As our brains age, small lesions begin to pop up in the bundles of white matter that carry messages between our neurons. The lesions can damage this white matter and lead to cognitive deficits. Now, researchers at Stevens Institute of Technology and colleagues not only provide an explanation for the location of these lesions but also how they develop in the first place.

The work, led by Johannes Weickenmeier, an assistant professor of mechanical engineering at Stevens, highlights the importance of viewing the brain as more than neural circuitry that underpins how thoughts are formed, and memories created. It's also a physical object that's prone to glitches and mechanical failures. "The brain is susceptible to wear and tear in vulnerable areas," Weickenmeier said. "Especially in an aging brain, we need to look at its biomechanical properties to better understand how things can start to go wrong.'

These lesions—known as deep and periventricular white matter hyperintensities because they show up as bright white patches on MRI scans—are poorly understood. But they are not uncommon: most people have some by the time they reach their 60s, and changes only increase with age. The more lesions that accumulate and the faster they grow, the more prone we become to cognitive impairments ranging from memory problems to motor disorders.

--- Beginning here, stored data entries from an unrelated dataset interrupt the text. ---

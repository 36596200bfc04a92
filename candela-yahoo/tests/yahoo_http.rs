use std::sync::Arc;

use candela_core::{CandelaError, CandleConnector, FailureClass, FetchRequest, StatsCollector};
use candela_yahoo::{DEFAULT_USER_AGENT, YahooConnector};
use chrono::{DateTime, TimeZone, Utc};
use httpmock::prelude::*;
use serde_json::{Value, json};

const DAY_S: i64 = 86_400;
const FIRST_TS: i64 = 1_704_067_200; // 2024-01-01T00:00:00Z

fn fixed_now() -> DateTime<Utc> {
    Utc.with_ymd_and_hms(2024, 3, 15, 12, 0, 0).unwrap()
}

fn chart(timestamps: &[i64]) -> Value {
    let n = timestamps.len();
    json!({
        "chart": {
            "result": [{
                "meta": {"symbol": "AAPL"},
                "timestamp": timestamps,
                "indicators": {"quote": [{
                    "open": vec![10.0; n],
                    "high": vec![11.0; n],
                    "low": vec![9.0; n],
                    "close": vec![10.5; n],
                    "volume": vec![1000; n]
                }]}
            }],
            "error": null
        }
    })
}

fn daily(n: i64) -> Vec<i64> {
    (0..n).map(|i| FIRST_TS + i * DAY_S).collect()
}

fn connector(server: &MockServer, stats: Arc<StatsCollector>) -> YahooConnector {
    YahooConnector::builder()
        .base_url(server.base_url())
        .stats(stats)
        .clock(fixed_now)
        .build()
        .unwrap()
}

#[tokio::test]
async fn sends_interval_range_and_agent() {
    let server = MockServer::start_async().await;
    let m = server
        .mock_async(|when, then| {
            when.method(GET)
                .path("/AAPL")
                .query_param("interval", "1d")
                .query_param("range", "6mo")
                .header("user-agent", DEFAULT_USER_AGENT);
            then.status(200).json_body(chart(&daily(120)));
        })
        .await;

    let stats = Arc::new(StatsCollector::new());
    let yahoo = connector(&server, Arc::clone(&stats));
    let out = yahoo.fetch(&FetchRequest::new("AAPL", "D", 100)).await.unwrap();

    m.assert_hits_async(1).await;
    assert_eq!(out.len(), 100);
    assert_eq!(out[99].open_time, (FIRST_TS + 119 * DAY_S) * 1000);
    assert!(out.windows(2).all(|w| w[0].open_time < w[1].open_time));
    assert_eq!(stats.summary().by_timeframe["D"], 1);
}

#[tokio::test]
async fn explicit_range_uses_periods() {
    let server = MockServer::start_async().await;
    let m = server
        .mock_async(|when, then| {
            when.method(GET)
                .path("/AAPL")
                .query_param("interval", "1wk")
                .query_param("period1", "1704067200")
                .query_param("period2", "1710504000");
            then.status(200).json_body(chart(&[FIRST_TS, FIRST_TS + 7 * DAY_S]));
        })
        .await;

    let yahoo = connector(&server, Arc::new(StatsCollector::new()));
    let req = FetchRequest::new("AAPL", "W", 10).with_range(Some(FIRST_TS * 1000), None);
    let out = yahoo.fetch(&req).await.unwrap();

    m.assert_hits_async(1).await;
    assert_eq!(out.len(), 2);
    assert_eq!(out[0].close_time, FIRST_TS * 1000 + 10_080 * 60_000 - 1);
}

#[tokio::test]
async fn unsorted_duplicated_upstream_is_normalized() {
    let server = MockServer::start_async().await;
    server
        .mock_async(|when, then| {
            when.method(GET).path("/AAPL");
            then.status(200)
                .json_body(chart(&[FIRST_TS + DAY_S, FIRST_TS, FIRST_TS + DAY_S]));
        })
        .await;

    let yahoo = connector(&server, Arc::new(StatsCollector::new()));
    let out = yahoo.fetch(&FetchRequest::new("AAPL", "D", 10)).await.unwrap();

    let times: Vec<i64> = out.iter().map(|c| c.open_time).collect();
    assert_eq!(times, vec![FIRST_TS * 1000, (FIRST_TS + DAY_S) * 1000]);
}

#[tokio::test]
async fn four_hour_bars_are_unsupported_for_known_symbol() {
    let server = MockServer::start_async().await;
    let probe = server
        .mock_async(|when, then| {
            when.method(GET)
                .path("/AAPL")
                .query_param("interval", "1d")
                .query_param("range", "5d");
            then.status(200).json_body(chart(&daily(1)));
        })
        .await;

    let yahoo = connector(&server, Arc::new(StatsCollector::new()));
    let err = yahoo
        .fetch(&FetchRequest::new("AAPL", "4h", 50))
        .await
        .unwrap_err();

    probe.assert_hits_async(1).await;
    assert_eq!(err.class(), FailureClass::Unsupported);
    if let CandelaError::TimeframeUnsupported {
        provider, supported, ..
    } = err
    {
        assert_eq!(provider, "YahooFinance");
        assert!(supported.contains(&"90m".to_string()));
        assert!(!supported.contains(&"4h".to_string()));
    }
}

#[tokio::test]
async fn unknown_symbol_404_is_empty() {
    let server = MockServer::start_async().await;
    let m = server
        .mock_async(|when, then| {
            when.method(GET).path("/NOPE");
            then.status(404).json_body(json!({
                "chart": {"result": null, "error": {"code": "Not Found", "description": "No data found"}}
            }));
        })
        .await;

    let yahoo = connector(&server, Arc::new(StatsCollector::new()));
    let out = yahoo.fetch(&FetchRequest::new("NOPE", "1h", 50)).await.unwrap();

    // primary call plus the daily probe
    m.assert_hits_async(2).await;
    assert!(out.is_empty());
}

#[tokio::test]
async fn server_error_is_transient() {
    let server = MockServer::start_async().await;
    server
        .mock_async(|when, then| {
            when.method(GET).path("/AAPL");
            then.status(429);
        })
        .await;

    let yahoo = connector(&server, Arc::new(StatsCollector::new()));
    let err = yahoo.fetch(&FetchRequest::new("AAPL", "D", 5)).await.unwrap_err();
    assert_eq!(err.class(), FailureClass::Transient);
}

#[tokio::test]
async fn cached_answer_skips_upstream() {
    let server = MockServer::start_async().await;
    let m = server
        .mock_async(|when, then| {
            when.method(GET).path("/AAPL");
            then.status(200).json_body(chart(&daily(5)));
        })
        .await;

    let stats = Arc::new(StatsCollector::new());
    let yahoo = connector(&server, Arc::clone(&stats));
    let req = FetchRequest::new("AAPL", "D", 5);
    yahoo.fetch(&req).await.unwrap();
    yahoo.fetch(&req).await.unwrap();

    m.assert_hits_async(1).await;
    assert_eq!(stats.summary().by_provider["YahooFinance"].cache_hits, 1);
}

Using MRI scans from eight healthy subjects, Weickenmeier worked with Valery Visser, now a doctorate student at the University of Zurich, and Henry Rusinek, a radiologist at NYU Grossman School of Medicine, to develop an individualized computer model of each subject's brain. The team mapped the strain placed on ventricular walls, the linings of fluid-filled chambers deep in the brain, as waves of pressure pulse through the subject's cerebral spinal fluid, or CSF. They found that hyperintensities tend to occur near areas that must stretch more to accommodate pressure changes of the circulating CSF because, as such areas wear thin, CSF can leak into the brain and cause lesions.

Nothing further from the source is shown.